Attention, Virginia shoppers: this weekend, you can stock up on all your back to school needs tax free. That’s right. Today through Sunday Virginia retailers will not collect the sales tax on:

  • Certain school supplies valued at $20 or less per item
  • Certain clothing and footwear selling for $100 or less per item

But make sure you read the fine print on this deal, because you might be surprised at what it costs, who it helps and what is – and isn’t – on the list.

Enacted back in 2006, the back to school sales tax holiday aims to help families afford the stuff kids need to head back to the classroom in the fall. But whether it’s achieving that goal efficiently is a whole other story.

Turns out, the back to school sales tax holiday costs Virginia over $4 million each year in uncollected sales tax (the very source of revenue that helps fund the schools kids go to), according to a study undertaken by the Joint Legislative Audit and Review Commission (JLARC). While that may not seem like a lot of money, it’s more than the state spends to fund free clinics.

Plus, while we know the sales tax holiday costs the state over $4 million per year, we don’t know how much it really benefits Virginia families. Does the sales tax holiday actually help families afford back to school items?

What’s more, sales tax holidays are not well targeted. Anyone purchasing exempt goods during the weekend gets the tax break, regardless of income level or the reason for the purchase. And because the tax holiday is only allowed during the 3-day window, wealthier families are better able to take advantage of the savings. This is because they are more likely to have the financial flexibility to shift the timing of their purchases, whereas lower-income families may be living paycheck to paycheck.

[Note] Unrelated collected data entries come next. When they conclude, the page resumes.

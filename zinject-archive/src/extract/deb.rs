//! Debian packages: a Unix `ar` container whose `data.tar.*` member holds
//! the filesystem payload.
//!
//! The `ar` header layout is fixed-width and tiny, so it is parsed here
//! directly; the payload goes through the regular tar pipeline.

use std::io::{self, Read};

use crate::builder::Builder;
use crate::errors::{ArchiveError, Result};
use crate::registry::{ExtractOptions, Extractor};
use crate::stream::ArchiveSource;

use super::{decode, extract_stream, TarCompression};

const AR_MAGIC: &[u8; 8] = b"!<arch>\n";
const AR_HEADER_LEN: usize = 60;

pub(crate) struct DebExtractor;

impl Extractor for DebExtractor {
    fn extract(
        &self,
        source: ArchiveSource,
        builder: &mut dyn Builder,
        options: &ExtractOptions,
    ) -> Result<()> {
        let mut reader = source.into_reader()?;

        let mut magic = [0u8; 8];
        reader
            .read_exact(&mut magic)
            .map_err(|cause| ArchiveError::invalid("deb too short for its magic", Some(Box::new(cause))))?;
        if &magic != AR_MAGIC {
            return Err(ArchiveError::invalid("deb lacks the ar magic", None));
        }

        while let Some(header) = read_member_header(&mut reader)? {
            options.cancel.checkpoint()?;
            let (name, size) = parse_member_header(&header)?;

            if let Some(compression) = payload_compression(&name) {
                let member = (&mut reader).take(size);
                let decoded = decode(Box::new(member), compression)?;
                return extract_stream(decoded, builder, options);
            }

            // skip this member plus its alignment byte
            let skip = size + size % 2;
            io::copy(&mut (&mut reader).take(skip), &mut io::sink())?;
        }

        Err(ArchiveError::invalid("deb has no data.tar member", None))
    }
}

/// Reads the next 60-byte member header. A clean EOF at a header boundary
/// ends the archive.
fn read_member_header(reader: &mut dyn Read) -> Result<Option<[u8; AR_HEADER_LEN]>> {
    let mut header = [0u8; AR_HEADER_LEN];
    let mut filled = 0;
    while filled < AR_HEADER_LEN {
        let count = reader.read(&mut header[filled..])?;
        if count == 0 {
            if filled == 0 {
                return Ok(None);
            }
            return Err(ArchiveError::invalid("deb member header truncated", None));
        }
        filled += count;
    }
    Ok(Some(header))
}

fn parse_member_header(header: &[u8; AR_HEADER_LEN]) -> Result<(String, u64)> {
    if &header[58..60] != b"`\n" {
        return Err(ArchiveError::invalid("deb member header corrupt", None));
    }
    let name = std::str::from_utf8(&header[0..16])
        .map_err(|cause| ArchiveError::invalid("deb member name not UTF-8", Some(Box::new(cause))))?
        .trim_end()
        .trim_end_matches('/') // GNU ar terminates names with '/'
        .to_owned();
    let size = std::str::from_utf8(&header[48..58])
        .ok()
        .map(str::trim)
        .and_then(|digits| digits.parse::<u64>().ok())
        .ok_or_else(|| ArchiveError::invalid("deb member size corrupt", None))?;
    Ok((name, size))
}

fn payload_compression(name: &str) -> Option<TarCompression> {
    match name {
        "data.tar" => Some(TarCompression::None),
        "data.tar.gz" => Some(TarCompression::Gzip),
        "data.tar.bz2" => Some(TarCompression::Bzip2),
        "data.tar.lzma" => Some(TarCompression::Lzma),
        "data.tar.xz" => Some(TarCompression::Xz),
        "data.tar.zst" => Some(TarCompression::Zstd),
        _ => None,
    }
}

In addition, there’s no evidence that sales tax holidays actually boost retail sales or strengthen the economy.  In fact, sales tax holidays often simply shift the timing of planned purchases.

But that’s not all: the list of items exempt from the sales tax in Virginia raises real questions about the goal of the tax holiday in the first place. While the state does not give the tax break on school supplies that are related to computers like storage disks and printer ink, and athletic gear like soccer cleats or goggles for swimming, it specifically includes things like corsets, wedding veils, and clerical vestments.

Corsets, wedding veils and clerical vestments for back to school?

Helping families afford the supplies kids need to be successful in school is an important goal, but an inefficient, poorly targeted and outdated approach that drains resources from the funds that support schools is not the right way to go about it.

If Virginia really wanted to help make back to school supplies more affordable for low-income families it could get more bang for the buck from enacting real tax reform, including tax credits for low-income working people like the Earned Income Tax Credit.